In 2024, REMSA Health found that 1 percent of all patients transported by ambulance accounted for 13.3 percent of all of its ambulance transports.
REMSA Health’s Mobile Integrated Health (MIH) team engages EMS high-utilizer patients by meeting patients where they are during scheduled, proactive visits. Many of these patients have high rates of unmet mental health needs, substance abuse, chronic homelessness, and/or other chronic medical conditions. Additionally, most of these vulnerable patients often have high rates of health related social needs. These social needs are not always adequately resolved with traditional EMS response or ED transport.
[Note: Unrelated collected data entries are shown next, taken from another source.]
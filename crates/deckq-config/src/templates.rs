//! Configuration templates for `deckq init`.
//!
//! Templates are stored as valid TOML and handed out fully commented, so a fresh file changes
//! nothing until the user uncomments a line.

/// Local configuration template.
const LOCAL_TEMPLATE: &str = include_str!("../templates/config.toml");

/// Global configuration template.
const GLOBAL_TEMPLATE: &str = include_str!("../templates/config-global.toml");

/// The local configuration template, commented out.
pub fn local_template() -> String {
    comment_template(LOCAL_TEMPLATE)
}

/// The global configuration template, commented out.
pub fn global_template() -> String {
    comment_template(GLOBAL_TEMPLATE)
}

/// Prefixes every non-empty, non-comment line with `# `.
fn comment_template(template: &str) -> String {
    template
        .lines()
        .map(|line| {
            if line.is_empty() || line.starts_with('#') {
                format!("{line}\n")
            } else {
                format!("# {line}\n")
            }
        })
        .collect()
}
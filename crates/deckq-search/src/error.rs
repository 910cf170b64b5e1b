//! Error types for the deckq-search crate.

use deckq_query::{QueryError, Span};
use serde::Serialize;
use thiserror::Error;

use crate::pattern::PatternError;

/// Invalid command definitions, caught once when a registry is built.
#[derive(Debug, Clone, PartialEq, Eq, Error)]
pub enum RegistryError {
    /// Two commands share an id.
    #[error("duplicate command id '{0}'")]
    DuplicateId(String),

    /// An alias collides with another command's id or alias.
    #[error("alias '{alias}' of '{command}' collides with '{existing}'")]
    AliasCollision {
        /// The colliding alias.
        alias: String,
        /// Command declaring the alias.
        command: String,
        /// Command that already owns the name.
        existing: String,
    },

    /// A command declares an empty alias.
    #[error("command '{0}' declares an empty alias")]
    EmptyAlias(String),

    /// A pattern template could not be parsed.
    #[error("malformed pattern '{template}' on '{command}': {source}")]
    MalformedPattern {
        /// Command declaring the pattern.
        command: String,
        /// The template as written.
        template: String,
        /// What is wrong with it.
        source: PatternError,
    },

    /// A command declares patterns but cannot be invoked without an operator.
    #[error("command '{0}' declares patterns but does not accept the bare operator")]
    PatternWithoutBare(String),

    /// A handler was attached to an id no command declares.
    #[error("handler attached to unknown command '{0}'")]
    UnknownHandlerCommand(String),

    /// A command id received a second handler of the same role.
    #[error("command '{command}' has more than one {role} handler")]
    DuplicateHandler {
        /// The command id.
        command: String,
        /// `filter` or `explain`.
        role: &'static str,
    },

    /// A phase command cannot produce its deferred action.
    #[error("phase command '{0}' has no filter handler")]
    PhaseWithoutHandler(String),
}

/// Errors a handler reports about its argument.
#[derive(Debug, Clone, PartialEq, Eq, Error, Serialize)]
#[serde(tag = "type", rename_all = "kebab-case")]
pub enum HandlerError {
    /// The argument cannot be used with this command.
    #[error("{message}")]
    InvalidQuery {
        /// Human-readable description.
        message: String,
    },

    /// A value outside the command's accepted set.
    #[error("invalid value '{value}', expected one of: {allowed}")]
    InvalidValue {
        /// The offending value.
        value: String,
        /// The accepted values, for display.
        allowed: String,
    },
}

impl HandlerError {
    /// Creates an `InvalidQuery` error.
    pub fn invalid_query(message: impl Into<String>) -> Self {
        Self::InvalidQuery {
            message: message.into(),
        }
    }

    /// Stable machine-readable code.
    pub const fn code(&self) -> &'static str {
        match self {
            Self::InvalidQuery { .. } => "invalid-query",
            Self::InvalidValue { .. } => "invalid-value",
        }
    }
}

/// Semantic errors raised while binding a parsed query to registered commands.
#[derive(Debug, Clone, PartialEq, Eq, Error, Serialize)]
#[serde(tag = "type", rename_all = "kebab-case")]
pub enum TranslateError {
    /// No command matches the name, and there is no raw command to fall back to.
    #[error("unknown command '{name}'")]
    UnknownCommand {
        /// The name as written.
        name: String,
        /// Location in the query.
        span: Span,
    },

    /// The operator or qualifier is not accepted by the command.
    #[error("operator '{operator}' is not allowed for '{command}'")]
    InvalidOperator {
        /// Resolved command id.
        command: String,
        /// Operator as written, qualifiers included.
        operator: String,
        /// Location in the query.
        span: Span,
    },

    /// A regex value was given to a command that does not accept regexes.
    #[error("'{command}' does not accept regular expressions")]
    InvalidRegex {
        /// Resolved command id.
        command: String,
        /// Location in the query.
        span: Span,
    },

    /// A regex value that does not compile.
    #[error("malformed regular expression: {message}")]
    MalformedRegex {
        /// Compiler message.
        message: String,
        /// Location in the query.
        span: Span,
    },

    /// A phase command nested below the top level.
    #[error("'{command}' can only be used at the top level of a query")]
    NotTopLevel {
        /// Resolved command id.
        command: String,
        /// Location in the query.
        span: Span,
    },

    /// The command has no filter handler.
    #[error("'{command}' cannot be used in searches")]
    MissingHandler {
        /// Resolved command id.
        command: String,
        /// Location in the query.
        span: Span,
    },

    /// The handler rejected its argument.
    #[error("{command}: {source}")]
    Handler {
        /// Resolved command id.
        command: String,
        /// Operator as written, qualifiers included.
        operator: String,
        /// Location in the query.
        span: Span,
        /// The handler's error.
        source: HandlerError,
    },

    /// The handler failed unexpectedly.
    #[error("internal error while translating '{command}'")]
    Internal {
        /// Resolved command id.
        command: String,
        /// Location in the query.
        span: Span,
    },
}

impl TranslateError {
    /// Stable machine-readable code.
    pub const fn code(&self) -> &'static str {
        match self {
            Self::UnknownCommand { .. } => "unknown-command",
            Self::InvalidOperator { .. } => "invalid-operator",
            Self::InvalidRegex { .. } => "invalid-regex",
            Self::MalformedRegex { .. } => "malformed-regex",
            Self::NotTopLevel { .. } => "not-toplevel-command",
            Self::MissingHandler { .. } => "missing-handler",
            Self::Handler { source, .. } => source.code(),
            Self::Internal { .. } => "internal",
        }
    }

    /// Location in the query.
    pub const fn span(&self) -> Span {
        match self {
            Self::UnknownCommand { span, .. }
            | Self::InvalidOperator { span, .. }
            | Self::InvalidRegex { span, .. }
            | Self::MalformedRegex { span, .. }
            | Self::NotTopLevel { span, .. }
            | Self::MissingHandler { span, .. }
            | Self::Handler { span, .. }
            | Self::Internal { span, .. } => *span,
        }
    }

    /// Renders the error with a pointer under the offending part of `query`.
    pub fn render(&self, query: &str) -> String {
        let span = self.span();
        let start = span.start.min(query.len());
        let end = span.end.clamp(start, query.len());
        let mut out = format!("query error: {self}\n  {query}\n");
        if let (Some(before), Some(under)) = (query.get(..start), query.get(start..end)) {
            out.push_str(&format!(
                "  {}{}\n",
                " ".repeat(before.chars().count()),
                "^".repeat(under.chars().count().max(1))
            ));
        }
        out
    }
}

/// Any error from compiling or explaining a query string.
#[derive(Debug, Clone, PartialEq, Eq, Error)]
pub enum SearchError {
    /// The query did not lex or parse.
    #[error(transparent)]
    Query(#[from] QueryError),
    /// The query parsed but could not be bound to the registry.
    #[error(transparent)]
    Translate(#[from] TranslateError),
}

impl SearchError {
    /// Stable machine-readable code.
    pub const fn code(&self) -> &'static str {
        match self {
            Self::Query(err) => err.code(),
            Self::Translate(err) => err.code(),
        }
    }

    /// Location in the query.
    pub const fn span(&self) -> Span {
        match self {
            Self::Query(err) => err.span,
            Self::Translate(err) => err.span(),
        }
    }

    /// Renders the error for a terminal, with a pointer under the offending input.
    pub fn render(&self, query: &str) -> String {
        match self {
            Self::Query(err) => err.clone().with_query(query).to_string(),
            Self::Translate(err) => err.render(query),
        }
    }
}

#[cfg(test)]
mod tests {
    use serde_json::json;

    use super::*;

    #[test]
    fn unknown_command_payload_names_the_command() {
        let err = TranslateError::UnknownCommand {
            name: "foo".into(),
            span: Span::new(0, 3),
        };
        let value = serde_json::to_value(&err).unwrap();
        assert_eq!(value["type"], json!("unknown-command"));
        assert_eq!(value["name"], json!("foo"));
        assert_eq!(err.code(), "unknown-command");
    }

    #[test]
    fn handler_error_code_passes_through() {
        let err = TranslateError::Handler {
            command: "cost".into(),
            operator: ">=".into(),
            span: Span::new(0, 7),
            source: HandlerError::invalid_query("'x' is not a number"),
        };
        assert_eq!(err.code(), "invalid-query");
        assert_eq!(err.to_string(), "cost: 'x' is not a number");
    }

    #[test]
    fn render_points_at_span() {
        let err = TranslateError::NotTopLevel {
            command: "order".into(),
            span: Span::new(1, 11),
        };
        let rendered = err.render("(order:name & t:elf)");
        let lines: Vec<&str> = rendered.lines().collect();
        assert_eq!(lines[2], format!("   {}", "^".repeat(10)));
    }

    #[test]
    fn search_error_wraps_both_layers() {
        let err: SearchError = TranslateError::InvalidRegex {
            command: "cost".into(),
            span: Span::new(5, 8),
        }
        .into();
        assert_eq!(err.code(), "invalid-regex");
        assert_eq!(err.span(), Span::new(5, 8));
    }
}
This can create a cycle known as the “revolving door”, whereby vulnerable patients call 911 to access basic social/medical care, do not have their need met with emergency resources, then are discharged-only to call 911 again due to their needs still being unmet. The MIH visits focus on providing medical/social needs assessments with the goal of helping patients move from relying on reactive, emergency services to more proactive, coordinated methods of care.



Community EMS
REMSA’s Community EMS clinicians include EMTs, AEMTs, and Paramedics who have completed a Division of Public and Behavioral Health approved Community EMS training program. Community EMS providers have an expanded role in the community and work to close gaps in care among target populations. Common services provided by these providers include improving healthcare access, establishment with primary care, navigation of community resources, and resolution of medical/social needs. REMSA Health was pivotal in evaluating the effects of using Community EMS clinicians in Nevada when they received a $9.1M Innovation Grant from CMS in 2012 to study the effects of utilizing Community Paramedics in the home.